The option to selectively enable/disable the detailed diagnosis capability will be available only if the following conditions are fulfilled:

  • The eG manager license should allow the detailed diagnosis capability
  • Both the normal and abnormal frequencies configured for the detailed diagnosis measures should not be 0.
Measures reported by the test
Measurement Description Measurement Unit Interpretation

All transactions

Indicates the total number of requests received for this function during the last measurement period.

Number

By comparing the value of this measure across functions, you can identify the most popular functions. Using the detailed diagnosis of this measure, you can then figure out which specific functions are called often.

For the Summary descriptor, this measure will reveal the total number of times this function was called by the Windows service application during the last measurement period. This is a good indicator of the workload of the application.

Avg response time

Indicates the average time taken by this function to complete execution.

Secs

Compare the value of this measure across functions to isolate the slowest one. You can then use the detailed diagnosis of the All transactions measure of that group to know how much time each transaction in that group took to execute. This will lead you to the slowest transaction.

For the Summary descriptor, this measure will reveal the average responsiveness of all the function calls made by this Windows service application during the last measurement period. An abnormally low value for this measure for the Summary descriptor could indicate a serious processing bottleneck.

Healthy transactions

Indicates the number of times this function call was healthy.

Number

By default, this measure will report the count of function calls with a response time less than 4000 milliseconds. You can change this default setting by modifying the thresholds of the Avg response time measure using the eG admin interface.

For the Summary descriptor, this measure will report the total number of healthy function calls made by the standalone service application.

Healthy transactions percentage

Indicates what percentage of the total number of calls of this function is healthy.

Percent

To know which are the healthy function calls, use the detailed diagnosis of this measure. For the Summary descriptor, this measure will report the overall percentage of healthy function calls made by this standalone Windows service application.

Slow transactions

Indicates the number of times this function call was slow during the last measurement period.

Number

By default, this measure will report the number of function calls with a response time higher than 4000 milliseconds and lesser than 60000 milliseconds. You can change this default setting by modifying the thresholds of the Avg response time measure using the eG admin interface.

A high value for this measure is a cause for concern, as too many slow function calls means that the performance of the standalone Windows service application is deteriorating. For the Summary descriptor, this measure will report the total number of functions . This is a good indicator of the processing power of the target web site.

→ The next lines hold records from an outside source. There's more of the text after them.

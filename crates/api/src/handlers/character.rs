//! Character workflow and read handlers.

use axum::extract::{Path, Query, State};
use axum::Json;
use serde::Deserialize;

use sceneflow_core::error::CoreError;
use sceneflow_core::types::RecordId;
use sceneflow_core::validation::{validate_create_character, CreateCharacterRequest};
use sceneflow_relay::CharacterJob;
use sceneflow_store::models::Character;

use crate::error::AppResult;
use crate::middleware::auth::AuthIdentity;
use crate::response::DataResponse;
use crate::state::AppState;

/// POST /api/v1/characters
///
/// Validate the payload and relay a character generation job to the
/// pipeline. The job carries the verified token identity; nothing from
/// the request body can override it. The pipeline's acknowledgment is
/// returned verbatim.
pub async fn create_character(
    auth: AuthIdentity,
    State(state): State<AppState>,
    Json(input): Json<CreateCharacterRequest>,
) -> AppResult<Json<serde_json::Value>> {
    let draft = validate_create_character(&input)?;
    let job = CharacterJob::new(draft, auth.email);

    let ack = state.relay.submit_character(&job).await?;

    tracing::info!(avatar_name = %job.avatar_name, "Character submitted to pipeline");
    Ok(Json(ack))
}

/// Query parameters for listing characters.
#[derive(Debug, Deserialize)]
pub struct CharacterListQuery {
    /// Narrow to characters available for scene generation.
    #[serde(default)]
    pub only_approved: bool,
}

/// GET /api/v1/characters
///
/// The caller's characters, newest first.
pub async fn list_characters(
    auth: AuthIdentity,
    State(state): State<AppState>,
    Query(query): Query<CharacterListQuery>,
) -> AppResult<Json<DataResponse<Vec<Character>>>> {
    let characters = state
        .store
        .characters_for(&auth.email, query.only_approved)
        .await?;
    Ok(Json(DataResponse { data: characters }))
}

/// GET /api/v1/characters/{id}
///
/// A foreign character is indistinguishable from an absent one.
pub async fn get_character(
    auth: AuthIdentity,
    State(state): State<AppState>,
    Path(id): Path<RecordId>,
) -> AppResult<Json<DataResponse<Character>>> {
    match state.store.character(id).await? {
        Some(character) if character.user_email == auth.email => {
            Ok(Json(DataResponse { data: character }))
        }
        _ => Err(CoreError::NotFound {
            entity: "Character",
            id,
        }
        .into()),
    }
}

Slow transaction response time

Indicates the average time taken by the slow calls of this function to execute.

Secs

For the Summary descriptor, this measure will report the average response time of all the slow functions called by the target standalone Windows service application.

Slow transactions percentage

Indicates what percentage of the total number of times that this function was called, that it was slow.

Percent

Use the detailed diagnosis of this measure to know which precise function calls were slow. You can drill down from a slow function to know what is causing the slowness. For the Summary descriptor, this measure will report the overall percentage of slow function calls made by the target standalone Windows service application.

Error transactions

Indicates the number of times this function call experienced errors during the last measurement period.

Number

A high value is a cause for concern, as function calls that throw too many errors can degrade application performance. For the Summary descriptor, this measure will report the total number of functions that encountered errors during execution. This is a good indicator of how error-prone the target service application is.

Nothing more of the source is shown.